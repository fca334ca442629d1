//! ChatOps console UI
//!
//! The UI thread owns the session:
//! - Channel events arrive over an mpsc queue and are drained once per loop
//! - The scheduled reconnect is polled on the same tick
//! - Rendering reads session state; it never mutates it
//!
//! Input model:
//! - Lines starting with "/" are console commands
//! - Everything else is sent to the gateway as a raw command
//! - F2..F5 send the quick commands

pub mod handlers;
pub mod input;
pub mod state;
pub mod view;

// Re-exports
pub use handlers::{execute_command, execute_quick};
pub use input::{parse_command, render_help, Command, QuickCommand};
pub use state::{App, AppState, ConsoleSession};
pub use view::render;

/// UI result type
pub type Result<T> = std::result::Result<T, Error>;

/// UI errors
#[derive(Debug, thiserror::Error)]
pub enum Error {
    #[error("I/O error: {0}")]
    Io(#[from] std::io::Error),
}
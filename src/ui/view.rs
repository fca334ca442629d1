//! Panel rendering
//!
//! Layout:
//! - Status bar (top, 1 line): connection state, role, identity
//! - Transcript (left, 70%) or help overlay
//! - Activity log (right, 30%)
//! - Input bar (bottom, 3 lines)

use std::time::Instant;

use ratatui::style::Stylize;
use ratatui::{
    backend::Backend,
    layout::{Constraint, Direction, Layout, Rect},
    style::{Color, Style},
    text::{Line, Span},
    widgets::{Block, Borders, Paragraph, Wrap},
    Frame, Terminal,
};

use crate::session::{Category, ConnectionState, DisplayLabel, TranscriptEntry};
use crate::ui::input::render_help;
use crate::ui::state::{App, AppState};

/// Render the main UI
pub fn render<B: Backend>(terminal: &mut Terminal<B>, app: &App) -> std::io::Result<()> {
    terminal.draw(|f| {
        let chunks = Layout::default()
            .direction(Direction::Vertical)
            .constraints([
                Constraint::Length(1),
                Constraint::Min(0),
                Constraint::Length(3),
            ])
            .split(f.area());

        let main_chunks = Layout::default()
            .direction(Direction::Horizontal)
            .constraints([Constraint::Percentage(70), Constraint::Percentage(30)])
            .split(chunks[1]);

        render_status_bar(f, app, chunks[0]);
        if app.state() == AppState::Help {
            render_help_panel(f, app, main_chunks[0]);
        } else {
            render_transcript(f, app, main_chunks[0]);
        }
        render_activity_panel(f, app, main_chunks[1]);
        render_input_bar(f, app, chunks[2]);
    })?;
    Ok(())
}

fn category_color(category: Category) -> Color {
    match category {
        Category::System => Color::Gray,
        Category::CommandSent => Color::Cyan,
        Category::CommandReceived => Color::LightBlue,
        Category::CommandResponse => Color::White,
        Category::SystemBroadcast => Color::Yellow,
        Category::Error => Color::Red,
    }
}

fn label_color(label: &DisplayLabel) -> Color {
    match label {
        DisplayLabel::System => Color::DarkGray,
        DisplayLabel::You => Color::Blue,
        DisplayLabel::Peer(_) => Color::Green,
    }
}

/// Lines for one transcript entry. The label is resolved here, at render
/// time, against the identity the session holds now.
pub fn entry_lines(entry: &TranscriptEntry, label: &DisplayLabel) -> Vec<Line<'static>> {
    let body_style = Style::default().fg(category_color(entry.category));
    let mut body = entry.body_lines();

    let mut lines = vec![Line::from(vec![
        Span::styled(
            format!("[{}] ", entry.created_at.format("%H:%M:%S")),
            Style::default().fg(Color::DarkGray),
        ),
        Span::styled(format!("{}: ", label), Style::default().fg(label_color(label)).bold()),
        Span::styled(body.next().unwrap_or("").to_string(), body_style),
    ])];

    for continuation in body {
        lines.push(Line::from(Span::styled(format!("    {}", continuation), body_style)));
    }
    lines
}

/// All transcript lines, oldest first
pub fn transcript_lines(app: &App) -> Vec<Line<'static>> {
    let session = &app.session;
    session
        .transcript()
        .entries()
        .iter()
        .flat_map(|entry| entry_lines(entry, &session.display_label(&entry.origin_id)))
        .collect()
}

/// Start index for a window of `visible` lines, `offset` lines up from the bottom
fn scroll_start(total: usize, visible: usize, offset: usize) -> usize {
    if total > visible {
        let base = total - visible;
        base.saturating_sub(offset.min(base))
    } else {
        0
    }
}

fn render_transcript(f: &mut Frame, app: &App, area: Rect) {
    let mut lines = transcript_lines(app);

    if lines.is_empty() {
        lines.push(Line::from(Span::styled(
            "Select a role and type /connect to start ChatOps.",
            Style::default().fg(Color::DarkGray),
        )));
        lines.push(Line::from(Span::styled(
            "Type /help for commands",
            Style::default().fg(Color::DarkGray),
        )));
    }

    let visible_lines = (area.height as usize).saturating_sub(2);
    let start = scroll_start(lines.len(), visible_lines, app.transcript_scroll_offset());
    let visible: Vec<_> = lines.into_iter().skip(start).collect();

    let title = if app.autoscroll_enabled() {
        " Transcript ".to_string()
    } else {
        format!(" Transcript (scrolled +{}) ", app.transcript_scroll_offset())
    };

    let paragraph = Paragraph::new(visible)
        .block(Block::default().title(title).borders(Borders::ALL))
        .wrap(Wrap { trim: false });

    f.render_widget(paragraph, area);
}

fn render_help_panel(f: &mut Frame, app: &App, area: Rect) {
    let lines: Vec<Line> = render_help(app.session.settings().reconnect_delay)
        .lines()
        .map(|l| Line::from(l.to_string()))
        .collect();
    let paragraph = Paragraph::new(lines)
        .block(
            Block::default()
                .title(" Help (Esc to close) ")
                .borders(Borders::ALL)
                .border_style(Style::default().fg(Color::Green)),
        )
        .wrap(Wrap { trim: false });
    f.render_widget(paragraph, area);
}

fn render_activity_panel(f: &mut Frame, app: &App, area: Rect) {
    let entries = app.session.activity().entries();
    let visible_lines = (area.height as usize).saturating_sub(2);
    let start = entries.len().saturating_sub(visible_lines);

    let lines: Vec<Line> = entries[start..]
        .iter()
        .map(|e| Line::from(Span::styled(e.formatted(), Style::default().fg(Color::Gray))))
        .collect();

    let paragraph = Paragraph::new(lines)
        .block(Block::default().title(" Activity ").borders(Borders::ALL))
        .wrap(Wrap { trim: true });
    f.render_widget(paragraph, area);
}

/// Status bar text
pub fn status_text(app: &App, now: Instant) -> String {
    let session = &app.session;
    let marker = match session.state() {
        ConnectionState::Connected => "●",
        ConnectionState::Connecting => "◐",
        ConnectionState::Disconnected => "○",
    };
    let mut text = format!(
        " {} {} | Role: {}",
        marker,
        session.state().label(),
        session.active_role().display_name()
    );
    if let Some(id) = session.identity() {
        text.push_str(&format!(" | You: {}", id));
    }
    if let Some(pending) = session.pending_reconnect() {
        text.push_str(&format!(
            " | Reconnecting as {} in {:.1}s",
            pending.role(),
            pending.remaining(now).as_secs_f32()
        ));
    }
    text
}

fn render_status_bar(f: &mut Frame, app: &App, area: Rect) {
    let color = match app.session.state() {
        ConnectionState::Connected => Color::Green,
        ConnectionState::Connecting => Color::Yellow,
        ConnectionState::Disconnected => Color::Red,
    };
    let paragraph = Paragraph::new(Line::from(Span::styled(
        status_text(app, Instant::now()),
        Style::default().fg(Color::Black).bg(color),
    )));
    f.render_widget(paragraph, area);
}

fn render_input_bar(f: &mut Frame, app: &App, area: Rect) {
    let line = if app.input_buffer.is_empty() {
        Line::from(Span::styled(
            app.session.placeholder(),
            Style::default().fg(Color::DarkGray),
        ))
    } else {
        Line::from(vec![
            Span::styled("> ", Style::default().fg(Color::Cyan)),
            Span::raw(app.input_buffer.clone()),
        ])
    };

    let border_style = if app.session.input_enabled() {
        Style::default().fg(Color::Cyan)
    } else {
        Style::default().fg(Color::DarkGray)
    };

    let paragraph = Paragraph::new(line).block(
        Block::default()
            .title(" Command ")
            .borders(Borders::ALL)
            .border_style(border_style),
    );
    f.render_widget(paragraph, area);
}

#[cfg(test)]
mod tests {
    use super::*;
    use crate::session::{FakeConnector, Role, SessionSettings};

    fn line_text(line: &Line) -> String {
        line.spans.iter().map(|s| s.content.as_ref()).collect()
    }

    #[test]
    fn test_entry_lines_split_breaks() {
        let entry = TranscriptEntry::new(
            Category::CommandResponse,
            "=== NETWORK STATUS ===\nUSER: RUNNING",
            "system",
        );
        let lines = entry_lines(&entry, &DisplayLabel::System);
        assert_eq!(lines.len(), 2);
        assert!(line_text(&lines[0]).ends_with("System: === NETWORK STATUS ==="));
        assert_eq!(line_text(&lines[1]), "    USER: RUNNING");
    }

    #[test]
    fn test_labels_follow_identity_changes() {
        let (connector, channels) = FakeConnector::new();
        let mut app = App::new(Box::new(connector), SessionSettings::default(), Role::Client);
        app.session.connect(Role::Client);
        let id = channels.latest().unwrap();
        channels.emit_open(id);
        app.session.pump_events();
        app.session
            .on_message(r#"{"type":"command_sent","message":"status","user_id":"user_1"}"#);

        let text: Vec<String> = transcript_lines(&app).iter().map(line_text).collect();
        assert!(text.last().unwrap().contains("You: status"));

        // After the channel closes the same entry renders as a peer
        channels.emit_closed(id);
        app.session.pump_events();
        let text: Vec<String> = transcript_lines(&app).iter().map(line_text).collect();
        assert!(text.iter().any(|l| l.contains("user_1: status")));
    }

    #[test]
    fn test_scroll_start() {
        assert_eq!(scroll_start(5, 10, 0), 0);
        assert_eq!(scroll_start(20, 10, 0), 10);
        assert_eq!(scroll_start(20, 10, 3), 7);
        assert_eq!(scroll_start(20, 10, 50), 0);
    }

    #[test]
    fn test_status_text() {
        let (connector, _) = FakeConnector::new();
        let app = App::new(Box::new(connector), SessionSettings::default(), Role::Manager);
        let text = status_text(&app, Instant::now());
        assert!(text.contains("Disconnected"));
        assert!(text.contains("Role: Manager"));
    }
}
//! Core library for gorails-dl.
//!
//! Signs in to GoRails, finds the download link on episode pages, follows
//! it to the CDN and streams the video to disk:
//!
//! - [`auth`]: session file and login
//! - [`api`]: HTTP client and error taxonomy
//! - [`scrape`]: HTML parsing behind the `PageParser` trait
//! - [`download`]: streaming downloads and the episode pipeline
//! - [`config`]: explicit configuration passed to every component

pub mod api;
pub mod auth;
pub mod config;
pub mod download;
pub mod models;
pub mod scrape;
pub mod utils;

pub use api::{ApiError, ApiResult, PlatformClient};
pub use auth::{AuthArgs, Authenticator, CredentialPrompt, Credentials, PromptChoice, SessionData, SessionStore};
pub use config::Config;
pub use download::{Downloader, EpisodePipeline};
pub use scrape::{GoRailsMarkup, PageParser};
//! HTML parsing for GoRails pages.
//!
//! Markup selectors are the fragile part of the tool, so everything that
//! looks inside a page goes through [`PageParser`]. Callers only see models.

use scraper::{ElementRef, Html, Selector};
use url::Url;

use crate::api::{ApiError, ApiResult};
use crate::models::{EpisodePage, EpisodeReference, SeriesReference};
use crate::utils::collapse_whitespace;

/// Download buttons link to `.../download`; some layouts mark the anchor instead
const DOWNLOAD_LINK: &str = r#"a[href*="/download"], a[download], a.download"#;
const EPISODE_LINK: &str = r#"a[href*="/episodes/"]"#;
const SERIES_LINK: &str = r#"a[href*="/series/"]"#;
const SERIES_CARD: &str = "article";
const SERIES_CARD_CLASS: &str = "p-6";
const TITLE: &str = "h1";
const CSRF_META: &str = r#"meta[name="csrf-token"]"#;
const LOGIN_ALERT: &str = "div.alert, div.error";
const PASSWORD_FIELD: &str = r#"input[name="user[password]"]"#;

const UNKNOWN_TITLE: &str = "Unknown Title";

/// Extracts links and form details from platform pages.
pub trait PageParser: Send + Sync {
    /// Title and download link of an episode page
    fn episode_page(&self, html: &str, page_url: &Url) -> ApiResult<EpisodePage>;

    /// Episode links of a playlist page, deduplicated, in document order
    fn episode_links(&self, html: &str, page_url: &Url) -> ApiResult<Vec<EpisodeReference>>;

    /// Series cards of the series index, in document order
    fn series_links(&self, html: &str, page_url: &Url) -> ApiResult<Vec<SeriesReference>>;

    /// CSRF token from the sign-in page
    fn csrf_token(&self, html: &str) -> Option<String>;

    /// Flash message explaining a failed login
    fn login_error(&self, html: &str) -> Option<String>;

    /// True when the page still shows the sign-in form
    fn is_sign_in_form(&self, html: &str) -> bool;
}

#[derive(Debug, Clone, Copy, Default)]
pub struct GoRailsMarkup;

impl GoRailsMarkup {
    pub fn new() -> Self {
        Self
    }
}

fn selector(css: &str) -> ApiResult<Selector> {
    Selector::parse(css).map_err(|e| ApiError::Resolve(format!("bad selector {}: {}", css, e)))
}

fn element_text(element: &ElementRef<'_>) -> String {
    collapse_whitespace(&element.text().collect::<String>())
}

/// Absolute form of an anchor's href, without the fragment
fn anchor_url(element: &ElementRef<'_>, base: &Url) -> Option<Url> {
    let href = element.value().attr("href")?.trim();
    if href.is_empty() {
        return None;
    }
    let mut url = base.join(href).ok()?;
    url.set_fragment(None);
    Some(url)
}

fn last_segment(url: &Url) -> String {
    url.path_segments()
        .and_then(|mut segments| segments.rfind(|s| !s.is_empty()))
        .unwrap_or_default()
        .to_string()
}

impl PageParser for GoRailsMarkup {
    fn episode_page(&self, html: &str, page_url: &Url) -> ApiResult<EpisodePage> {
        let document = Html::parse_document(html);

        let title = document
            .select(&selector(TITLE)?)
            .next()
            .map(|h1| element_text(&h1))
            .filter(|t| !t.is_empty())
            .unwrap_or_else(|| UNKNOWN_TITLE.to_string());

        let download_url = document
            .select(&selector(DOWNLOAD_LINK)?)
            .find_map(|a| anchor_url(&a, page_url))
            .ok_or_else(|| {
                ApiError::Resolve(format!(
                    "no download link on {} (page layout changed or account lacks download access)",
                    page_url
                ))
            })?;

        Ok(EpisodePage {
            title,
            download_url,
        })
    }

    fn episode_links(&self, html: &str, page_url: &Url) -> ApiResult<Vec<EpisodeReference>> {
        let document = Html::parse_document(html);
        let mut episodes: Vec<EpisodeReference> = Vec::new();

        for anchor in document.select(&selector(EPISODE_LINK)?) {
            let Some(url) = anchor_url(&anchor, page_url) else {
                continue;
            };
            if url.path().contains("/download") {
                continue;
            }

            let title = element_text(&anchor);
            match episodes.iter_mut().find(|e| e.page_url == url) {
                // Thumbnail links often come before the titled link
                Some(existing) => {
                    if existing.title.is_empty() && !title.is_empty() {
                        existing.title = title;
                    }
                }
                None => episodes.push(EpisodeReference {
                    title,
                    page_url: url,
                }),
            }
        }

        for episode in &mut episodes {
            if episode.title.is_empty() {
                episode.title = last_segment(&episode.page_url);
            }
        }
        Ok(episodes)
    }

    fn series_links(&self, html: &str, page_url: &Url) -> ApiResult<Vec<SeriesReference>> {
        let document = Html::parse_document(html);
        let card = selector(SERIES_CARD)?;
        let link = selector(SERIES_LINK)?;
        let mut series: Vec<SeriesReference> = Vec::new();

        let cards = document
            .select(&card)
            .filter(|card| card.value().classes().any(|c| c == SERIES_CARD_CLASS));

        for card in cards {
            let Some(anchor) = card.select(&link).next() else {
                continue;
            };
            let title = element_text(&anchor);
            let Some(url) = anchor_url(&anchor, page_url) else {
                continue;
            };
            if title.is_empty() || series.iter().any(|s| s.url == url) {
                continue;
            }
            series.push(SeriesReference::new(title, url));
        }
        Ok(series)
    }

    fn csrf_token(&self, html: &str) -> Option<String> {
        let document = Html::parse_document(html);
        let meta = selector(CSRF_META).ok()?;
        let token = document
            .select(&meta)
            .next()?
            .value()
            .attr("content")?
            .trim()
            .to_string();
        (!token.is_empty()).then_some(token)
    }

    fn login_error(&self, html: &str) -> Option<String> {
        let document = Html::parse_document(html);
        let alert = selector(LOGIN_ALERT).ok()?;
        document
            .select(&alert)
            .map(|el| element_text(&el))
            .find(|text| !text.is_empty())
    }

    fn is_sign_in_form(&self, html: &str) -> bool {
        let document = Html::parse_document(html);
        match selector(PASSWORD_FIELD) {
            Ok(field) => document.select(&field).next().is_some(),
            Err(_) => false,
        }
    }
}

#####

*Task description*
For the word "static", find all matching lines in the entries above and copy them out.

*Written solution*
pub fn entry_lines(entry: &TranscriptEntry, label: &DisplayLabel) -> Vec<Line<'static>> {
pub fn transcript_lines(app: &App) -> Vec<Line<'static>> {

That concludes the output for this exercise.